Introducción
Una buena estrategia legal no comienza en la sala de audiencias ni en un documento bien redactado: comienza con una conversación clara. En la práctica legal ecuatoriana, y en particular en firmas como Cazar|Pesántez Abogados, hemos aprendido que uno de los factores que más influye en la satisfacción del cliente y en el éxito de un caso, es la calidad de la comunicación entre el abogado y su cliente.
Cuando la comunicación es transparente, empática y ordenada, el cliente se siente informado, respaldado y parte activa de su proceso. Cuando es ambigua, técnica o fragmentada, se generan confusiones, frustración y desconfianza. En este artículo compartimos por qué una comunicación clara no es un detalle menor, sino una herramienta estratégica de ética, eficiencia y reputación profesional.
1. El abogado no solo interpreta normas, sino realidades
Cada cliente tiene una historia. Llega con un problema, pero también con emociones, expectativas y dudas. Una comunicación efectiva permite que el abogado comprenda la dimensión real del caso, más allá del expediente. Escuchar con atención, hacer las preguntas adecuadas y mostrar interés genuino por la situación del cliente permite construir confianza y entender el contexto.

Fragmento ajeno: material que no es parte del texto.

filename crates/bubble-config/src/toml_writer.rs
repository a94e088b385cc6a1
//! Write BubbleConfig to TOML on disk.
//!
//! Supports atomic writes (write to `.tmp`, then rename) to prevent
//! corruption if the process crashes mid-write. Saving into the watched
//! file triggers a reload, which is a no-op when nothing changed.

use std::path::Path;

use bubble_common::ConfigError;

use crate::schema::BubbleConfig;
use crate::validation;

// =============================================================================
// PUBLIC API
// =============================================================================

/// Validate `config` and write it to `path`.
///
/// Creates parent directories if they don't exist. An invalid config is
/// rejected before anything touches the disk.
pub fn save_config_to_path(config: &BubbleConfig, path: &Path) -> Result<(), ConfigError> {
    validation::validate(config)?;
    let toml_str = toml::to_string_pretty(config)
        .map_err(|e| ConfigError::ParseError(format!("failed to serialize config to TOML: {e}")))?;
    write_atomic(path, &toml_str)?;
    tracing::debug!(path = %path.display(), "config saved to disk");
    Ok(())
}

/// Write `contents` beside `path` as `.toml.tmp`, then rename into place.
fn write_atomic(path: &Path, contents: &str) -> Result<(), ConfigError> {
    let io_err = |target: &Path, e: std::io::Error| {
        ConfigError::ParseError(format!("failed to write {}: {e}", target.display()))
    };

    if let Some(parent) = path.parent().filter(|p| !p.as_os_str().is_empty()) {
        std::fs::create_dir_all(parent).map_err(|e| io_err(parent, e))?;
    }

    let tmp_path = path.with_extension("toml.tmp");
    std::fs::write(&tmp_path, contents).map_err(|e| io_err(&tmp_path, e))?;

    if let Err(e) = std::fs::rename(&tmp_path, path) {
        // Windows cannot rename over an open file
        tracing::warn!("atomic rename failed ({e}), falling back to direct write");
        let direct = std::fs::write(path, contents).map_err(|e| io_err(path, e));
        let _ = std::fs::remove_file(&tmp_path);
        direct?;
    }
    Ok(())
}

// =============================================================================
// TESTS
// =============================================================================

#[cfg(test)]
mod tests {
    use super::*;
    use crate::schema::{BloomKernelSize, SceneVariant};
    use tempfile::TempDir;

    #[test]
    fn save_config_round_trip() {
        let dir = TempDir::new().unwrap();
        let path = dir.path().join("config.toml");

        let mut config = BubbleConfig::default();
        config.noise.intensity = 0.21;
        config.effects.bloom.kernel_size = BloomKernelSize::Large;
        config.scene.variant = SceneVariant::Masked;
        config.scene.image = Some("medias/portrait.jpg".into());
        save_config_to_path(&config, &path).unwrap();

        let contents = std::fs::read_to_string(&path).unwrap();
        let parsed: BubbleConfig = toml::from_str(&contents).unwrap();
        assert_eq!(parsed, config);
    }

    #[test]
    fn invalid_config_is_not_written() {
        let dir = TempDir::new().unwrap();
        let path = dir.path().join("config.toml");

        let mut config = BubbleConfig::default();
        config.material.ior = 3.0;
        let err = save_config_to_path(&config, &path).unwrap_err();
        assert!(matches!(err, ConfigError::ValidationError(_)));
        assert!(!path.exists());
    }

    #[test]
    fn save_config_creates_parent_dirs() {
        let dir = TempDir::new().unwrap();
        let path = dir.path().join("nested").join("deep").join("config.toml");

        save_config_to_path(&BubbleConfig::default(), &path).unwrap();

        assert!(path.exists());
        let contents = std::fs::read_to_string(&path).unwrap();
        assert!(contents.contains("[noise]"));
    }

    #[test]
    fn save_config_cleans_up_tmp_file() {
        let dir = TempDir::new().unwrap();
        let path = dir.path().join("config.toml");

        save_config_to_path(&BubbleConfig::default(), &path).unwrap();

        let tmp_path = path.with_extension("toml.tmp");
        assert!(
            !tmp_path.exists(),
            "tmp file should be cleaned up after rename"
        );
    }
}
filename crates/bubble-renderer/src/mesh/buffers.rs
//! GPU vertex and index buffers for a [`MeshInstance`].

use wgpu::util::DeviceExt;

use super::instance::MeshInstance;

/// Vertex slot 0 holds dynamic positions, slot 1 static normals and uvs.
pub struct MeshBuffers {
    positions: wgpu::Buffer,
    surface: wgpu::Buffer,
    indices: wgpu::Buffer,
    vertex_count: usize,
    index_count: u32,
}

impl MeshBuffers {
    /// Create buffers sized for `mesh`. Consumes the pending upload.
    pub fn new(device: &wgpu::Device, mesh: &mut MeshInstance, label: &str) -> Self {
        let positions_data = mesh.take_upload().unwrap_or(&[]);
        let vertex_count = positions_data.len();

        let positions = device.create_buffer_init(&wgpu::util::BufferInitDescriptor {
            label: Some(&format!("{label} positions")),
            contents: bytemuck::cast_slice(positions_data),
            usage: wgpu::BufferUsages::VERTEX | wgpu::BufferUsages::COPY_DST,
        });

        let surface_data = mesh.surface_vertices();
        let surface = device.create_buffer_init(&wgpu::util::BufferInitDescriptor {
            label: Some(&format!("{label} surface")),
            contents: bytemuck::cast_slice(&surface_data),
            usage: wgpu::BufferUsages::VERTEX,
        });

        let indices = device.create_buffer_init(&wgpu::util::BufferInitDescriptor {
            label: Some(&format!("{label} indices")),
            contents: bytemuck::cast_slice(mesh.indices()),
            usage: wgpu::BufferUsages::INDEX,
        });

        tracing::debug!(
            label,
            vertices = vertex_count,
            indices = mesh.indices().len(),
            "mesh buffers created"
        );

        Self {
            positions,
            surface,
            indices,
            vertex_count,
            index_count: mesh.indices().len() as u32,
        }
    }

    /// Whether these buffers can hold `mesh`'s geometry.
    pub fn fits(&self, mesh: &MeshInstance) -> bool {
        mesh.positions().map_or(0, |p| p.len()) == self.vertex_count
    }

    /// Write positions if the mesh flagged them dirty. Returns whether an
    /// upload happened.
    pub fn sync(&self, queue: &wgpu::Queue, mesh: &mut MeshInstance) -> bool {
        if !self.fits(mesh) {
            tracing::warn!(
                buffer = self.vertex_count,
                mesh = mesh.positions().map_or(0, |p| p.len()),
                "mesh size differs from its buffers, skipping upload"
            );
            return false;
        }
        match mesh.take_upload() {
            Some(positions) if !positions.is_empty() => {
                queue.write_buffer(&self.positions, 0, bytemuck::cast_slice(positions));
                true
            }
            _ => false,
        }
    }

    /// Draw with positions only (slot 0).
    pub fn draw_positions(&self, pass: &mut wgpu::RenderPass<'_>) {
        if self.index_count == 0 {
            return;
        }
        pass.set_vertex_buffer(0, self.positions.slice(..));
        pass.set_index_buffer(self.indices.slice(..), wgpu::IndexFormat::Uint32);
        pass.draw_indexed(0..self.index_count, 0, 0..1);
    }

    /// Draw with positions and surface attributes (slots 0 and 1).
    pub fn draw(&self, pass: &mut wgpu::RenderPass<'_>) {
        if self.index_count == 0 {
            return;
        }
        pass.set_vertex_buffer(0, self.positions.slice(..));
        pass.set_vertex_buffer(1, self.surface.slice(..));
        pass.set_index_buffer(self.indices.slice(..), wgpu::IndexFormat::Uint32);
        pass.draw_indexed(0..self.index_count, 0, 0..1);
    }
}
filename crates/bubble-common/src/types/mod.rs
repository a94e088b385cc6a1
mod color;

pub use color::*;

Este paso inicial no es solo humano, es estratégico: un abogado que comprende bien a su cliente puede diseñar soluciones legales más ajustadas y eficaces.
2. Hablar claro: traducir el Derecho sin subestimar
Uno de los errores más comunes en el ejercicio profesional es hablarle al cliente como si también fuera abogado. Usar tecnicismos innecesarios o explicar con frialdad los procesos crea barreras. El buen abogado no subestima la inteligencia del cliente, pero tampoco lo deja afuera del proceso por exceso de jerga legal.
Traducir el Derecho al lenguaje del cliente es parte de nuestro deber profesional. En lugar de decir “procederemos con una acción de impugnación por nulidad absoluta conforme al artículo…”, podemos decir “presentaremos una demanda para que se declare inválido este contrato, porque tiene un vicio grave”. Eso no resta seriedad, suma claridad.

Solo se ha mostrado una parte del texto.